Rechts-Handwerker statt Problemlöser
Noch immer meinen Juristen, dass Fachausbildungen die Güte eines Anwaltes ausmachen würden. Demgegenüber sollte bei der Ausbildung von Anwälten auch darauf geachtet werden, dass sie Fähigkeiten erlernen, mit denen sie streitenden Parteien bei der Konfliktbewältigung helfen können. In diesem Sinne führt RA Ueli Vogel-Etienne richtigerweise an, dass es an der Zeit ist, dass Universitäten sich vermehrt auch aussergerichtlichen Konfliktlösungs-Methoden widmet. Lesen Sie dazu seinen Leserbrief, Neue Zürcher Zeitung (NZZ) vom 23. April 2020:
Falsche Frage!
«Wie finde ich einen guten Anwalt?», fragt mein Berufskollege Philipp H. Haberbeck in der NZZ vom April 2020. Die Frage ist falsch gestellt. Sie sollte lauten: Wie finde ich einen guten Konfliktlöser? Philipp Haberbeck hält vor allem die Spezialisierung für das entscheidende Kriterium bei der Anwaltswahl. Doch «wer als Werkzeug nur einen Hammer hat, sieht in jedem Problem einen Nagel»: Diesen Satz soll der Kommunikationswissenschafter Paul Watzlawick formuliert haben. Er redete damit einem Methodenpluralismus das Wort. In einem ähnlichen Sinne äusserte sich der Harvard-Rechtsprofessor Frank Sander mit seiner Forderung nach einem «multi-door court-house». Er bezeichnete damit ein Gericht, das jedem Konflikt den passenden Lösungsweg zuweisen sollte. Sanders Idee hallte nach: In den USA befassen sich die Jus-Studenten längst nicht mehr nur mit «litigation» (Prozessführung), sondern generell mit «dispute resolution» (Konfliktlösung). Dazu gehören vielfältige Konfliktlösungsmethoden wie zum Beispiel Schiedsgerichtsbarkeit, Mediation und «collaborative law». Die Universität Zürich bietet nicht einmal eine Vorlesung über Mediation an!

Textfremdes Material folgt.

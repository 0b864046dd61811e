use crate::commands::{init_logging, load_config};
use crate::error::{CliError, CliResult};
use clap::ArgMatches;
use std::sync::Arc;
use tradewatch::SystemMonitor;
use tradewatch::web_console::run_server;

pub async fn handle_run_command(matches: &ArgMatches) -> CliResult<()> {
    let config = load_config(matches)?;
    if let Err(errors) = config.validate() {
        return Err(CliError::InvalidConfiguration(errors));
    }
    init_logging(&config.logging)?;

    let monitor = Arc::new(SystemMonitor::new(config.clone()).await?);
    println!(
        "🚀 Starting tradewatch: {} channel(s), {} rule(s), {} component(s)",
        monitor.dispatcher().channel_names().await.len(),
        monitor.engine().rules().await.len(),
        monitor.health().components().await.len()
    );
    monitor.start();

    let (stop_tx, mut stop_rx) = tokio::sync::mpsc::unbounded_channel();
    ctrlc::set_handler(move || {
        let _ = stop_tx.send(());
    })
    .map_err(|e| CliError::IoError(std::io::Error::other(e)))?;

    if config.server.enabled {
        println!(
            "🌐 Web console at http://{}:{}",
            config.server.host, config.server.port
        );
        tokio::select! {
            result = run_server(Arc::clone(&monitor), &config.server.host, config.server.port) => {
                monitor.shutdown().await;
                return result.map_err(CliError::from);
            }
            _ = stop_rx.recv() => {}
        }
    } else {
        stop_rx.recv().await;
    }

    println!("🛑 Received Ctrl-C, shutting down...");
    monitor.shutdown().await;
    println!("✅ tradewatch stopped");
    Ok(())
}
/// Alert state machine: dedup, cooldown, escalation and audit
pub mod alerts;
/// Log, file, webhook, Slack and email notification adapters
pub mod channels;
/// Component health probes and the health checker
pub mod health;
/// Named gauges, counters and rolling averages
pub mod metrics;
/// Notification events and concurrent channel dispatch
pub mod notification;
/// Host resource sampling and trading/API performance metrics
pub mod performance;
/// Alert rules and their serializable conditions
pub mod rules;
/// Coordinator driving the periodic loops
pub mod system;

pub use alerts::{Alert, AlertEngine, AlertState, AuditEntry, CustomAlertRequest, EngineSettings, Resolution};
pub use channels::{build_channel, EmailChannel, FileChannel, LogChannel, SlackChannel, WebhookChannel};
pub use health::{
    ComponentHealth, FnProbe, HealthChecker, HealthProbe, HealthStatus, HttpProbe, ProbeOutcome, ResourceProbe,
    StorageProbe,
};
pub use metrics::{MetricKind, MetricMetadata, MetricRegistry, MetricValue, MetricsSnapshot};
pub use notification::{
    ChannelStats, DeliveryReport, EventKind, NotificationChannel, NotificationDispatcher, NotificationEvent,
};
pub use performance::{PerformanceMonitor, ResourceSample, StaticSampler, SysinfoSampler, SystemSampler, TradeSide};
pub use rules::{
    default_rules, AlertRule, AlertSeverity, ComparisonOperator, Condition, CustomPredicate, EvaluationContext,
    RuleScope, Verdict,
};
pub use system::{deliver_with_retry, SystemMonitor, SystemStatus};
/// Operator-initiated alert that does not come from a rule
#[derive(Debug, Clone, PartialEq, Serialize, Deserialize)]
pub struct CustomAlertRequest {
    pub title: String,
    pub message: String,
    #[serde(default = "default_custom_severity")]
    pub severity: AlertSeverity,
    #[serde(default = "default_custom_category")]
    pub category: String,
    /// Dedup key; defaults to the title
    #[serde(default)]
    pub scope: Option<String>,
    #[serde(default)]
    pub channels: Vec<String>,
    #[serde(default)]
    pub escalation_secs: Option<u64>,
}

fn default_custom_severity() -> AlertSeverity {
    AlertSeverity::Warning
}

fn default_custom_category() -> String {
    "custom".to_string()
}

pub const CUSTOM_RULE: &str = "custom";

#[derive(Debug, Clone, PartialEq, Serialize, Deserialize)]
pub struct AuditEntry {
    pub at: DateTime<Utc>,
    pub alert_id: Uuid,
    pub action: String,
    pub actor: Option<String>,
    pub detail: String,
}

/// Outcome of a resolve command; `event` is `None` when the alert was already resolved
#[derive(Debug, Clone)]
pub struct Resolution {
    pub alert: Alert,
    pub event: Option<NotificationEvent>,
}

#[derive(Debug, Clone, PartialEq, Eq, Hash, PartialOrd, Ord)]
struct AlertKey {
    rule: String,
    scope: String,
}

impl AlertKey {
    fn new(rule: &str, scope: &str) -> Self {
        Self {
            rule: rule.to_string(),
            scope: scope.to_string(),
        }
    }
}

struct ActiveRecord {
    alert: Alert,
    opened: Instant,
    last_fired: Instant,
    escalation: Option<Duration>,
    channels: Vec<String>,
}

Nach der Rechtsprechung in Deutschland müssen Anwälte das «Gebot des sichersten Weges» befolgen. Das heisst, sie müssen ihren Klienten diejenige Vorgehensweise empfehlen, welche die geringsten Risiken birgt. Damit sie dies tun können, genügt eine fachliche Spezialisierung nicht. Vielmehr müssen Anwälte verschiedene Konfliktlösungsmethoden kennen. Die Entwicklung in der Schweiz verläuft eher gegenteilig: Die Anwaltsverbände fördern die von Philipp Haberbeck gepriesenen Fachausbildungen, aus denen spezialisierte Rechts-Handwerker hervorgehen, die nur Hämmer und Nägel kennen und entsprechend prozessieren. Die wenigsten Anwälte und Richter hierzulande haben jemals von der Idee eines «multi-door court-house» gehört. Sie spulen Konflikte aus ihrem Arbeitsgebiet nach den formalisierten Regeln der Prozessordnung ab, auch wenn die Konflikte nach diesen Regeln gar nicht justiziabel sind. Der aufgeklärte Klient fragt nicht – oder mindestens nicht nur – nach Spezialisierungen, sondern nach Lösungswegen.